In the component-splitting step, the parameter updating of $f_{c1}$
and $f_{c2}$ is based upon $pN$ particles originated from $f_p$. In
case of $pN$ being too small, e.g. smaller than a threshold
specified beforehand, denoted $N_s$, we need to generate another set
of $N_s-pN$ samples from $f_p$, then do the parameter updating for
$f_{local}$ based upon the $N_s$ particles. By doing this, we can
guarantee that we are using a sufficient number of random draws to
capture the local structure in the posterior, that will then be
represented by $f_{local}$.
In the above mentioned component-splitting step, when we replace
$f_p$ in $q_t(\theta)$ by $f_{c1}$ and $f_{c2}$, we assign the
proportion mass of $f_p$ to $f_{c1}$ and $f_{c2}$ proportionally to
their original weights, i.e. $\alpha_{c1}$ and $\alpha_{c2}$,
respectively. Note that if $\alpha_p$ is a very small value, e.g.,
$0.0001$, the new added mixture components, $f_{c1}$ and $f_{c2}$,
will only take an insignificant effect in the updated $q_t(\theta)$,
while $f_{c1}$ and $f_{c2}$ may contain new and important
information about the posterior. To guarantee that $f_{c1}$ and
$f_{c2}$ can play a role in $q_t(\theta)$, at lease to some extent,
we propose the following operations. We first specify a threshold
$\alpha_{threshold}$, which may be, e.g., 0.1 or 0.2. Then, if
$\alpha_p>\alpha_{threshold}$, we assign weights to $f_{c1}$ and
$f_{c2}$ as usual as shown in Section \ref{sec:split}. Otherwise, we
assign $\alpha_{threshold}\alpha_{c1}$ and
$\alpha_{threshold}\alpha_{c2}$ to $f_{c1}$ and $f_{c2}$,
respectively. So the sum of weights of $f_{c1}$ and $f_{c2}$ in
$q_t(\theta)$ will be $\alpha_{threshold}$. To make sure the sum of
the weights of the mixture components equals to 1, we reduce the
weights of the components, other than $f_{c1}$ and $f_{c2}$,
proportionally to their original weights.

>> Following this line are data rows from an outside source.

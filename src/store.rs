//! Coordination state persistence.
//!
//! Two independent JSON documents under the data directory, `locks.json` and
//! `agents.json`, each carrying a schema version and last-updated timestamp.
//! Writes go to a temp file and rename into place, so a crash mid-write
//! leaves the previous document intact. The documents are written locks
//! first; a lock whose holder is missing from the agents document after a
//! partial failure is reclaimed by ordinary TTL expiry on the next sweep.

use std::path::{Path, PathBuf};

use chrono::{DateTime, Utc};
use serde::{de::DeserializeOwned, Deserialize, Serialize};
use tokio::fs;

use crate::agent::AgentRecord;
use crate::error::{Error, Result};
use crate::locks::LockEntry;

const SCHEMA_VERSION: &str = "1.0";

/// Persisted lock table document.
#[derive(Debug, Serialize, Deserialize)]
pub struct LocksDocument {
    /// Schema version for migration.
    pub schema_version: String,
    /// When the document was last written.
    pub last_updated: DateTime<Utc>,
    /// TTL the table was running with.
    pub lock_timeout_minutes: i64,
    /// Human-facing description.
    pub description: String,
    /// The lock entries.
    pub locks: Vec<LockEntry>,
}

/// Persisted agent registry document.
#[derive(Debug, Serialize, Deserialize)]
pub struct AgentsDocument {
    /// Schema version for migration.
    pub schema_version: String,
    /// When the document was last written.
    pub last_updated: DateTime<Utc>,
    /// Whether coordination was enabled when written.
    pub coordination_enabled: bool,
    /// Human-facing description.
    pub description: String,
    /// The agent records.
    pub agents: Vec<AgentRecord>,
}

/// Reads and writes the two coordination state documents.
pub struct StateStore {
    path: PathBuf,
}

impl StateStore {
    /// Create a store rooted at the given directory.
    pub fn new(path: impl Into<PathBuf>) -> Self {
        Self { path: path.into() }
    }

    /// Ensure the state directory exists.
    pub async fn ensure_dir(&self) -> Result<()> {
        if !self.path.exists() {
            fs::create_dir_all(&self.path)
                .await
                .map_err(|e| Error::Storage(format!("failed to create state directory: {}", e)))?;
        }
        Ok(())
    }

    fn locks_path(&self) -> PathBuf {
        self.path.join("locks.json")
    }

    fn agents_path(&self) -> PathBuf {
        self.path.join("agents.json")
    }

    /// Persist the lock table.
    pub async fn save_locks(
        &self,
        locks: &[LockEntry],
        lock_timeout_minutes: i64,
        now: DateTime<Utc>,
    ) -> Result<()> {
        let document = LocksDocument {
            schema_version: SCHEMA_VERSION.to_string(),
            last_updated: now,
            lock_timeout_minutes,
            description: "File locking state for parallel agent coordination".to_string(),
            locks: locks.to_vec(),
        };
        self.write_document(&self.locks_path(), &document).await
    }

    /// Persist the agent registry.
    pub async fn save_agents(
        &self,
        agents: &[AgentRecord],
        coordination_enabled: bool,
        now: DateTime<Utc>,
    ) -> Result<()> {
        let document = AgentsDocument {
            schema_version: SCHEMA_VERSION.to_string(),
            last_updated: now,
            coordination_enabled,
            description: "Active agents and their current work".to_string(),
            agents: agents.to_vec(),
        };
        self.write_document(&self.agents_path(), &document).await
    }

    /// Load the persisted lock entries. `None` means no document yet.
    pub async fn load_locks(&self) -> Result<Option<Vec<LockEntry>>> {
        let document: Option<LocksDocument> = self.read_document(&self.locks_path()).await?;
        Ok(document.map(|d| d.locks))
    }

    /// Load the persisted agent records. `None` means no document yet.
    pub async fn load_agents(&self) -> Result<Option<Vec<AgentRecord>>> {
        let document: Option<AgentsDocument> = self.read_document(&self.agents_path()).await?;
        Ok(document.map(|d| d.agents))
    }

    async fn write_document<T: Serialize>(&self, path: &Path, document: &T) -> Result<()> {
        self.ensure_dir().await?;
        let json = serde_json::to_string_pretty(document)?;

        let tmp = path.with_extension("json.tmp");
        fs::write(&tmp, json)
            .await
            .map_err(|e| Error::Storage(format!("failed to write {}: {}", tmp.display(), e)))?;
        fs::rename(&tmp, path)
            .await
            .map_err(|e| Error::Storage(format!("failed to replace {}: {}", path.display(), e)))?;
        Ok(())
    }

    async fn read_document<T: DeserializeOwned>(&self, path: &Path) -> Result<Option<T>> {
        if !path.exists() {
            return Ok(None);
        }
        let json = fs::read_to_string(path)
            .await
            .map_err(|e| Error::Storage(format!("failed to read {}: {}", path.display(), e)))?;
        let document = serde_json::from_str(&json).map_err(|e| {
            log::warn!("corrupt state document {}: {}", path.display(), e);
            Error::Storage(format!("corrupt state document {}: {}", path.display(), e))
        })?;
        Ok(Some(document))
    }

    /// The state directory.
    pub fn path(&self) -> &Path {
        &self.path
    }
}

#[cfg(test)]
mod tests {
    use super::*;
    use crate::agent::AgentId;
    use crate::locks::{LockMode, LockTable, ResourceId};
    use chrono::Duration;
    use tempfile::TempDir;

    fn sample_locks(now: DateTime<Utc>) -> Vec<LockEntry> {
        let mut table = LockTable::new(Duration::minutes(60));
        table.try_acquire(ResourceId::file("x.txt"), &AgentId::from("a1"), LockMode::Write, "task", now);
        table.try_acquire(ResourceId::named("deploy"), &AgentId::from("a2"), LockMode::Write, "task", now);
        table.snapshot()
    }

    #[tokio::test]
    async fn test_save_and_load_locks() {
        let temp = TempDir::new().unwrap();
        let store = StateStore::new(temp.path().join("coordination"));
        let now = Utc::now();

        store.save_locks(&sample_locks(now), 60, now).await.unwrap();

        let loaded = store.load_locks().await.unwrap().unwrap();
        assert_eq!(loaded.len(), 2);
    }

    #[tokio::test]
    async fn test_save_and_load_agents() {
        use crate::agent::AgentRecord;
        use crate::descriptor::TaskDescriptor;

        let temp = TempDir::new().unwrap();
        let store = StateStore::new(temp.path().join("coordination"));
        let now = Utc::now();

        let record = AgentRecord::new(
            AgentId::from("a1"),
            "backend",
            std::path::Path::new("tasks/build.md"),
            &TaskDescriptor::new("backend", 2),
            now,
        );
        store.save_agents(&[record], true, now).await.unwrap();

        let loaded = store.load_agents().await.unwrap().unwrap();
        assert_eq!(loaded.len(), 1);
        assert_eq!(loaded[0].id, AgentId::from("a1"));
    }

    #[tokio::test]
    async fn test_load_absent_is_none() {
        let temp = TempDir::new().unwrap();
        let store = StateStore::new(temp.path().join("coordination"));

        assert!(store.load_locks().await.unwrap().is_none());
        assert!(store.load_agents().await.unwrap().is_none());
    }

    #[tokio::test]
    async fn test_corrupt_document_is_an_error() {
        let temp = TempDir::new().unwrap();
        let store = StateStore::new(temp.path().to_path_buf());
        std::fs::write(temp.path().join("locks.json"), "not json {").unwrap();

        let result = store.load_locks().await;
        assert!(matches!(result, Err(Error::Storage(_))));
    }

    #[tokio::test]
    async fn test_envelope_fields() {
        let temp = TempDir::new().unwrap();
        let store = StateStore::new(temp.path().to_path_buf());
        let now = Utc::now();

        store.save_locks(&[], 60, now).await.unwrap();

        let raw = std::fs::read_to_string(temp.path().join("locks.json")).unwrap();
        let value: serde_json::Value = serde_json::from_str(&raw).unwrap();
        assert_eq!(value["schema_version"], "1.0");
        assert_eq!(value["lock_timeout_minutes"], 60);
        assert!(value["last_updated"].is_string());
    }
}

\subsection{Relationships to Existing Methods}
As the proposed AAIS method utilizes the idea of 'annealing' as a
way of searching isolated modes, it has close relationships to a
series of MCMC methods, which are based on the "thermodynamic
integration" technique for computing marginal likelihoods, and are
discussed under the name of Bridge and Path sampling in
\cite{gelman1998simulating}, parallel tempering MCMC in
\cite{gregory2010bayesian,gregory2005bayesian} and Annealed
Importance Sampling (AIS) in \cite{neal2001ais}. The central idea of
these methods is to divide the ratio of two normalization constants,
which we can think of for our purposes as the ratio of marginal
likelihoods, $\Z_t$ and $\Z_0$, which are associated to
$\pi(\theta)$ and $q_0(\theta)$, respectively, into a series of
easier ones, parameterised by inverse temperature, $\lambda$. In
detail:
\begin{equation}
\frac{\Z_t}{\Z_0}=\frac{\Z_1}{\Z_0}\frac{\Z_2}{\Z_1}\dots\frac{\Z_t}{\Z_{t-1}}.
\end{equation}
Each of the ratios is estimated using samples from a MCMC method.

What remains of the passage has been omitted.